Posted: 10/21/2010 12:39 pm

Old age is the revenge of the ugly ones is a French proverb; one that I first heard at the very advanced age of 15 upon my arrival in Paris. I had spent five years in the ugly bin at school in Sweden, and had only recently been upgraded to beautiful. My ego was still fragile and my mind still pumped full of highbrow arty self-education and nerdy jokes, which is how one gets by when one is ugly. Which of course, I promptly realized, is exactly what will pay off as one ages: beauty fades, but a mind constantly energized will shine even brighter with age. I immediately took the proverb as my own personal motto and patted myself on the back with satisfaction. I will continue to be intelligent, I vowed, no matter how beautiful I become. And then, at, like, the old age of 35, I'll be an incredibly smart and kinda attractive old lady.

In interviews I gave at the wise age of 17 and 18, I pontificated about the beauty of age and wisdom, and blabber on about how I look forward to my first wrinkle. What an idiot I was.

My first recognition of age setting in was exactly on my 36th birthday. I have no idea why, on this day of all days, I looked in the mirror and realized my face no longer looked young. I didn't look bad: only, the freshness had somehow disappeared. I immediately became hyper-conscious of my looks and went out and bought the most expensive cream on the market. (For your information, it did nothing.) And I began the battle of acceptance, something I have to do now almost every time I face a mirror.

"Oh sure, Miss Supermodel, it must be hard for you," you may think, pityingly. (I have also heard it spoken aloud more than once, although, oddly enough, the tone wasn't so much pitying as sarcastic.) "You have always been more beautiful than the average," the conversation goes, "so it goes without saying, you still are. At least, in your age category." Hm, I know it's a compliment, so why do I not fluff up with delight?

Maybe because nothing ages as poorly as a beautiful woman's ego.

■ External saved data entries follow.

//! Route definitions for the HTTP API.

pub mod auth;
pub mod comments;
pub mod health;
pub mod likes;
pub mod publications;

use axum::Router;
use serde::Serialize;

use feedline_store::{CollectionPath, StoreResult};

use crate::state::AppState;

/// Root collection holding the feed.
pub(crate) const PUBLICATIONS: &str = "publications";

/// Confirmation-only response body.
#[derive(Debug, Serialize)]
pub struct MessageResponse {
    pub message: String,
}

pub(crate) fn publications_path() -> StoreResult<CollectionPath> {
    CollectionPath::root(PUBLICATIONS)
}

pub(crate) fn comments_path(publication_id: &str) -> StoreResult<CollectionPath> {
    publications_path()?.child(publication_id, "comments")
}

pub(crate) fn likes_path(publication_id: &str) -> StoreResult<CollectionPath> {
    publications_path()?.child(publication_id, "likes")
}

/// Build the complete router with all routes.
pub fn build_router(state: AppState) -> Router {
    Router::new()
        .merge(health::routes())
        .merge(publications::routes())
        .merge(comments::routes())
        .merge(likes::routes())
        .merge(auth::routes())
        .with_state(state)
}

#[cfg(test)]
mod tests {
    use std::sync::Arc;

    use axum::body::{to_bytes, Body};
    use axum::http::{header, Method, Request, StatusCode};
    use serde_json::{json, Value};
    use tower::ServiceExt;

    use feedline_core::ServiceAccount;
    use feedline_identity::MemoryIdentity;
    use feedline_store::MemoryStore;

    use super::*;
    use crate::config::ServerConfig;

    fn test_config() -> ServerConfig {
        let account = ServiceAccount::from_json(
            r#"{
                "project_id": "feedline-test",
                "client_email": "svc@feedline-test.iam.gserviceaccount.com",
                "private_key": "unused",
                "webApiKey": "unused"
            }"#,
        )
        .unwrap();
        ServerConfig {
            service_account: account,
            port: 0,
            log_level: "info".to_string(),
            cors_allowed_origins: "*".to_string(),
            static_dir: None,
        }
    }

    fn app() -> Router {
        let state = AppState::new(
            Arc::new(MemoryStore::new()),
            Arc::new(MemoryIdentity::new()),
            test_config(),
        );
        build_router(state)
    }

    fn get(uri: &str) -> Request<Body> {
        Request::builder()
            .method(Method::GET)
            .uri(uri)
            .body(Body::empty())
            .unwrap()
    }

    fn json_request(method: Method, uri: &str, body: Value) -> Request<Body> {
        Request::builder()
            .method(method)
            .uri(uri)
            .header(header::CONTENT_TYPE, "application/json")
            .body(Body::from(body.to_string()))
            .unwrap()
    }

    fn empty_request(method: Method, uri: &str) -> Request<Body> {
        Request::builder()
            .method(method)
            .uri(uri)
            .body(Body::empty())
            .unwrap()
    }

    fn with_bearer(mut request: Request<Body>, token: &str) -> Request<Body> {
        request.headers_mut().insert(
            header::AUTHORIZATION,
            format!("Bearer {token}").parse().unwrap(),
        );
        request
    }

    async fn send(app: &Router, request: Request<Body>) -> (StatusCode, Value) {
        let response = app.clone().oneshot(request).await.unwrap();
        let status = response.status();
        let bytes = to_bytes(response.into_body(), usize::MAX).await.unwrap();
        let body = if bytes.is_empty() {
            Value::Null
        } else {
            serde_json::from_slice(&bytes).unwrap()
        };
        (status, body)
    }

    #[tokio::test]
    async fn test_health_reports_ok() {
        let app = app();
        let (status, body) = send(&app, get("/health")).await;
        assert_eq!(status, StatusCode::OK);
        assert_eq!(body["status"], "ok");
    }

    #[tokio::test]
    async fn test_create_publication_then_list_round_trips() {
        let app = app();

        let (status, created) = send(
            &app,
            json_request(
                Method::POST,
                "/publications",
                json!({"title": "first", "userId": "u1"}),
            ),
        )
        .await;
        assert_eq!(status, StatusCode::CREATED);
        assert!(created["id"].is_string());
        assert_eq!(created["title"], "first");

        let (status, listed) = send(&app, get("/publications")).await;
        assert_eq!(status, StatusCode::OK);
        assert_eq!(listed, json!([created]));
    }

    #[tokio::test]
    async fn test_create_empty_publication_is_allowed() {
        let app = app();
        let (status, created) =
            send(&app, json_request(Method::POST, "/publications", json!({}))).await;
        assert_eq!(status, StatusCode::CREATED);
        assert_eq!(created.as_object().unwrap().len(), 1);
        assert!(created["id"].is_string());
    }

    #[tokio::test]
    async fn test_list_publications_by_user_filters() {
        let app = app();
        send(
            &app,
            json_request(Method::POST, "/publications", json!({"userId": "u1"})),
        )
        .await;
        send(
            &app,
            json_request(Method::POST, "/publications", json!({"userId": "u2"})),
        )
        .await;

        let (status, filtered) = send(&app, get("/publications/user?userId=u1")).await;
        assert_eq!(status, StatusCode::OK);
        assert_eq!(filtered.as_array().unwrap().len(), 1);
        assert_eq!(filtered[0]["userId"], "u1");

        let (status, all) = send(&app, get("/publications/user")).await;
        assert_eq!(status, StatusCode::OK);
        assert_eq!(all.as_array().unwrap().len(), 2);
    }

    #[tokio::test]
    async fn test_update_merges_fields() {
        let app = app();
        let (_, created) = send(
            &app,
            json_request(
                Method::POST,
                "/publications",
                json!({"title": "old", "userId": "u1"}),
            ),
        )
        .await;
        let id = created["id"].as_str().unwrap();

        let (status, body) = send(
            &app,
            json_request(
                Method::PUT,
                &format!("/publications/{id}"),
                json!({"title": "new"}),
            ),
        )
        .await;
        assert_eq!(status, StatusCode::OK);
        assert_eq!(body["message"], "Publication updated successfully");

        let (_, listed) = send(&app, get("/publications")).await;
        assert_eq!(listed[0]["title"], "new");
        assert_eq!(listed[0]["userId"], "u1");
    }

    #[tokio::test]
    async fn test_update_missing_publication_is_404() {
        let app = app();
        let (status, body) = send(
            &app,
            json_request(
                Method::PUT,
                "/publications/missing",
                json!({"title": "new"}),
            ),
        )
        .await;
        assert_eq!(status, StatusCode::NOT_FOUND);
        assert_eq!(body["error"], "Publication not found");
    }

    #[tokio::test]
    async fn test_delete_publication_is_idempotent() {
        let app = app();
        let (_, created) = send(
            &app,
            json_request(Method::POST, "/publications", json!({"title": "x"})),
        )
        .await;
        let id = created["id"].as_str().unwrap();
        let uri = format!("/publications/{id}");

        for _ in 0..2 {
            let (status, body) = send(&app, empty_request(Method::DELETE, &uri)).await;
            assert_eq!(status, StatusCode::OK);
            assert_eq!(body["message"], "Publication deleted successfully");
        }

        let (_, listed) = send(&app, get("/publications")).await;
        assert_eq!(listed, json!([]));
    }

    #[tokio::test]
    async fn test_comments_list_newest_first() {
        let app = app();
        for (text, created_at) in [("a", 100), ("b", 300), ("c", 200)] {
            let (status, comment) = send(
                &app,
                json_request(
                    Method::POST,
                    "/publications/p1/comments",
                    json!({"text": text, "createdAt": created_at}),
                ),
            )
            .await;
            assert_eq!(status, StatusCode::CREATED);
            assert!(comment["id"].is_string());
        }

        let (status, listed) = send(&app, get("/publications/p1/comments")).await;
        assert_eq!(status, StatusCode::OK);
        let texts: Vec<&str> = listed
            .as_array()
            .unwrap()
            .iter()
            .map(|c| c["text"].as_str().unwrap())
            .collect();
        assert_eq!(texts, ["b", "c", "a"]);
    }

    #[tokio::test]
    async fn test_comments_for_unknown_publication_are_empty() {
        let app = app();
        let (status, listed) = send(&app, get("/publications/ghost/comments")).await;
        assert_eq!(status, StatusCode::OK);
        assert_eq!(listed, json!([]));
    }

    #[tokio::test]
    async fn test_like_lifecycle() {
        let app = app();

        let (status, body) = send(&app, get("/publications/p1/likes/count")).await;
        assert_eq!(status, StatusCode::OK);
        assert_eq!(body, json!({"count": 0}));

        // Re-liking overwrites the same document.
        for _ in 0..2 {
            let (status, body) = send(
                &app,
                json_request(
                    Method::POST,
                    "/publications/p1/likes",
                    json!({"userId": "u1"}),
                ),
            )
            .await;
            assert_eq!(status, StatusCode::CREATED);
            assert_eq!(body["message"], "Like added successfully");
        }

        let (_, body) = send(&app, get("/publications/p1/likes/count")).await;
        assert_eq!(body, json!({"count": 1}));

        let (_, body) = send(&app, get("/publications/p1/likes/u1")).await;
        assert_eq!(body, json!({"hasLiked": true}));

        let (status, body) =
            send(&app, empty_request(Method::DELETE, "/publications/p1/likes/u1")).await;
        assert_eq!(status, StatusCode::OK);
        assert_eq!(body["message"], "Like removed successfully");

        let (_, body) = send(&app, get("/publications/p1/likes/u1")).await;
        assert_eq!(body, json!({"hasLiked": false}));
        let (_, body) = send(&app, get("/publications/p1/likes/count")).await;
        assert_eq!(body, json!({"count": 0}));

        // Removing an absent like still succeeds.
        let (status, _) =
            send(&app, empty_request(Method::DELETE, "/publications/p1/likes/u1")).await;
        assert_eq!(status, StatusCode::OK);
    }

    #[tokio::test]
    async fn test_signup_issues_token_and_rejects_duplicates() {
        let app = app();
        let credentials = json!({"email": "a@b.com", "password": "secret1"});

        let (status, body) = send(
            &app,
            json_request(Method::POST, "/api/signup", credentials.clone()),
        )
        .await;
        assert_eq!(status, StatusCode::CREATED);
        assert_eq!(body["message"], "User successfully created");
        assert!(!body["token"].as_str().unwrap().is_empty());
        assert_eq!(body["user"]["email"], "a@b.com");

        let (status, body) =
            send(&app, json_request(Method::POST, "/api/signup", credentials)).await;
        assert_eq!(status, StatusCode::BAD_REQUEST);
        assert_eq!(body["message"], "An account with this email already exists");
    }

    #[tokio::test]
    async fn test_signup_and_login_require_both_fields() {
        let app = app();
        for uri in ["/api/signup", "/api/login"] {
            let (status, body) = send(
                &app,
                json_request(Method::POST, uri, json!({"email": "a@b.com"})),
            )
            .await;
            assert_eq!(status, StatusCode::BAD_REQUEST);
            assert_eq!(body["message"], "Missing required fields");
        }
    }

    #[tokio::test]
    async fn test_login_ignores_password_value() {
        let app = app();
        send(
            &app,
            json_request(
                Method::POST,
                "/api/signup",
                json!({"email": "a@b.com", "password": "secret1"}),
            ),
        )
        .await;

        let (status, body) = send(
            &app,
            json_request(
                Method::POST,
                "/api/login",
                json!({"email": "a@b.com", "password": "wrong"}),
            ),
        )
        .await;
        assert_eq!(status, StatusCode::OK);
        assert_eq!(body["message"], "Login successful");
        assert!(!body["token"].as_str().unwrap().is_empty());
    }

    #[tokio::test]
    async fn test_login_unknown_email_is_401() {
        let app = app();
        let (status, body) = send(
            &app,
            json_request(
                Method::POST,
                "/api/login",
                json!({"email": "nobody@b.com", "password": "x"}),
            ),
        )
        .await;
        assert_eq!(status, StatusCode::UNAUTHORIZED);
        assert_eq!(body["message"], "Invalid email or password");
    }

    #[tokio::test]
    async fn test_current_user_auth_matrix() {
        let app = app();

        let (status, body) = send(&app, get("/api/user")).await;
        assert_eq!(status, StatusCode::UNAUTHORIZED);
        assert_eq!(body["message"], "Unauthorized access");

        let (status, _) = send(&app, with_bearer(get("/api/user"), "garbage")).await;
        assert_eq!(status, StatusCode::UNAUTHORIZED);

        let (_, signed_up) = send(
            &app,
            json_request(
                Method::POST,
                "/api/signup",
                json!({"email": "a@b.com", "password": "secret1"}),
            ),
        )
        .await;
        let token = signed_up["token"].as_str().unwrap().to_string();

        let (status, body) = send(&app, with_bearer(get("/api/user"), &token)).await;
        assert_eq!(status, StatusCode::OK);
        assert_eq!(body["user"]["email"], "a@b.com");
        assert_eq!(body["user"]["uid"], signed_up["user"]["uid"]);
    }

    #[tokio::test]
    async fn test_logout_revokes_outstanding_sessions() {
        let app = app();
        let (_, signed_up) = send(
            &app,
            json_request(
                Method::POST,
                "/api/signup",
                json!({"email": "a@b.com", "password": "secret1"}),
            ),
        )
        .await;
        let token = signed_up["token"].as_str().unwrap().to_string();

        let (status, body) = send(
            &app,
            with_bearer(empty_request(Method::POST, "/api/logout"), &token),
        )
        .await;
        assert_eq!(status, StatusCode::OK);
        assert_eq!(body["message"], "Logout successful");

        let (status, _) = send(&app, with_bearer(get("/api/user"), &token)).await;
        assert_eq!(status, StatusCode::UNAUTHORIZED);

        // A fresh login issues a working session again.
        let (_, logged_in) = send(
            &app,
            json_request(
                Method::POST,
                "/api/login",
                json!({"email": "a@b.com", "password": "secret1"}),
            ),
        )
        .await;
        let token = logged_in["token"].as_str().unwrap().to_string();
        let (status, _) = send(&app, with_bearer(get("/api/user"), &token)).await;
        assert_eq!(status, StatusCode::OK);
    }
}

When you're used to one sort of treatment, it's really hard to get demoted, even if that new treatment is still better than the average. Boohoo. I know. My life is sucks. Now, I don't actually know the exact cut-off age where beautiful ceases and "must have-once-been-beautiful" begins. It's true it's not forty-five. I can still get attention when I try really hard, even if it's greatly reduced. But would I ever have dreamed that I would miss the time I couldn't walk past a construction site unmolested? These days when someone whistles at me, it's mostly a bike messenger about to mow me down.

Having been confident with the way my looks affected others, I was used to using them as extra cash. True, this worked mostly with the male population, but that little extra I could get out of them -- as I begged them not to give poor-little-me a ticket, or keep that door open just a second longer or try just a little harder to find an empty seat on that plane -- I took for granted.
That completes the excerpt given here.